**TASK STATEMENT**
Set down the complete data exactly as it appears below.

*** Begin section ***

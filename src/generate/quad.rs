use crate::types::MeshBuffers;

/// Generate a unit quad in the XY plane at z = 0.
///
/// Four vertices, two triangles, facing -Z. Carries the full attribute set:
/// UVs, normals, per-corner vertex colors (red, green, blue, yellow), and
/// constant tangents with left-handed `w`.
pub fn generate_quad() -> MeshBuffers {
    let positions = vec![
        0.0, 0.0, 0.0, //
        1.0, 0.0, 0.0, //
        0.0, 1.0, 0.0, //
        1.0, 1.0, 0.0,
    ];

    let indices = vec![
        0, 2, 1, //
        1, 2, 3,
    ];

    let uvs = vec![
        0.0, 0.0, //
        1.0, 0.0, //
        0.0, 1.0, //
        1.0, 1.0,
    ];

    let normals = vec![
        0.0, 0.0, -1.0, //
        0.0, 0.0, -1.0, //
        0.0, 0.0, -1.0, //
        0.0, 0.0, -1.0,
    ];

    let colors = vec![
        1.0, 0.0, 0.0, 1.0, //
        0.0, 1.0, 0.0, 1.0, //
        0.0, 0.0, 1.0, 1.0, //
        1.0, 1.0, 0.0, 1.0,
    ];

    let tangents = vec![
        1.0, 0.0, 0.0, -1.0, //
        1.0, 0.0, 0.0, -1.0, //
        1.0, 0.0, 0.0, -1.0, //
        1.0, 0.0, 0.0, -1.0,
    ];

    MeshBuffers {
        positions,
        normals,
        uvs,
        colors,
        tangents,
        indices,
    }
}
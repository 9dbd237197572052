use glam::Vec3;

use crate::types::MeshBuffers;

/// Axis-aligned bounding box in 3-D.
#[derive(Debug, Clone, Copy, PartialEq)]
pub struct BoundingBox {
    pub min: Vec3,
    pub max: Vec3,
}

impl BoundingBox {
    /// Centre point of the box.
    pub fn center(&self) -> Vec3 {
        (self.min + self.max) * 0.5
    }

    /// Half-extents along each axis.
    pub fn half_extents(&self) -> Vec3 {
        (self.max - self.min) * 0.5
    }

    /// Length of the space diagonal.
    pub fn diagonal(&self) -> f32 {
        (self.max - self.min).length()
    }
}

/// Compute the bounding box of a mesh from its positions.
///
/// Returns `None` for an empty mesh. The generators supply normals
/// explicitly, so this derived-data pass is the only recomputation a host
/// needs after taking ownership of the buffers.
pub fn compute_bounding_box(mesh: &MeshBuffers) -> Option<BoundingBox> {
    if mesh.is_empty() {
        return None;
    }

    let mut min = Vec3::splat(f32::INFINITY);
    let mut max = Vec3::splat(f32::NEG_INFINITY);

    for pos in mesh.positions.chunks_exact(3) {
        let p = Vec3::new(pos[0], pos[1], pos[2]);
        min = min.min(p);
        max = max.max(p);
    }

    Some(BoundingBox { min, max })
}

*** End section ***

**OUTPUT BELOW**
filename src/generate/quad.rs
use crate::types::MeshBuffers;

/// Generate a unit quad in the XY plane at z = 0.
///
/// Four vertices, two triangles, facing -Z. Carries the full attribute set:
/// UVs, normals, per-corner vertex colors (red, green, blue, yellow), and
/// constant tangents with left-handed `w`.
pub fn generate_quad() -> MeshBuffers {
    let positions = vec![
        0.0, 0.0, 0.0, //
        1.0, 0.0, 0.0, //
        0.0, 1.0, 0.0, //
        1.0, 1.0, 0.0,
    ];

    let indices = vec![
        0, 2, 1, //
        1, 2, 3,
    ];

    let uvs = vec![
        0.0, 0.0, //
        1.0, 0.0, //
        0.0, 1.0, //
        1.0, 1.0,
    ];

    let normals = vec![
        0.0, 0.0, -1.0, //
        0.0, 0.0, -1.0, //
        0.0, 0.0, -1.0, //
        0.0, 0.0, -1.0,
    ];

    let colors = vec![
        1.0, 0.0, 0.0, 1.0, //
        0.0, 1.0, 0.0, 1.0, //
        0.0, 0.0, 1.0, 1.0, //
        1.0, 1.0, 0.0, 1.0,
    ];

    let tangents = vec![
        1.0, 0.0, 0.0, -1.0, //
        1.0, 0.0, 0.0, -1.0, //
        1.0, 0.0, 0.0, -1.0, //
        1.0, 0.0, 0.0, -1.0,
    ];

    MeshBuffers {
        positions,
        normals,
        uvs,
        colors,
        tangents,
        indices,
    }
}
repository 9dbd237197572052
use glam::Vec3;

use crate::types::MeshBuffers;

/// Axis-aligned bounding box in 3-D.
#[derive(Debug, Clone, Copy, PartialEq)]
pub struct BoundingBox {
    pub min: Vec3,
    pub max: Vec3,
}

impl BoundingBox {
    /// Centre point of the box.
    pub fn center(&self) -> Vec3 {
        (self.min + self.max) * 0.5
    }

    /// Half-extents along each axis.
    pub fn half_extents(&self) -> Vec3 {
        (self.max - self.min) * 0.5
    }

    /// Length of the space diagonal.
    pub fn diagonal(&self) -> f32 {
        (self.max - self.min).length()
    }
}

/// Compute the bounding box of a mesh from its positions.
///
/// Returns `None` for an empty mesh. The generators supply normals
/// explicitly, so this derived-data pass is the only recomputation a host
/// needs after taking ownership of the buffers.
pub fn compute_bounding_box(mesh: &MeshBuffers) -> Option<BoundingBox> {
    if mesh.is_empty() {
        return None;
    }

    let mut min = Vec3::splat(f32::INFINITY);
    let mut max = Vec3::splat(f32::NEG_INFINITY);

    for pos in mesh.positions.chunks_exact(3) {
        let p = Vec3::new(pos[0], pos[1], pos[2]);
        min = min.min(p);
        max = max.max(p);
    }

    Some(BoundingBox { min, max })
}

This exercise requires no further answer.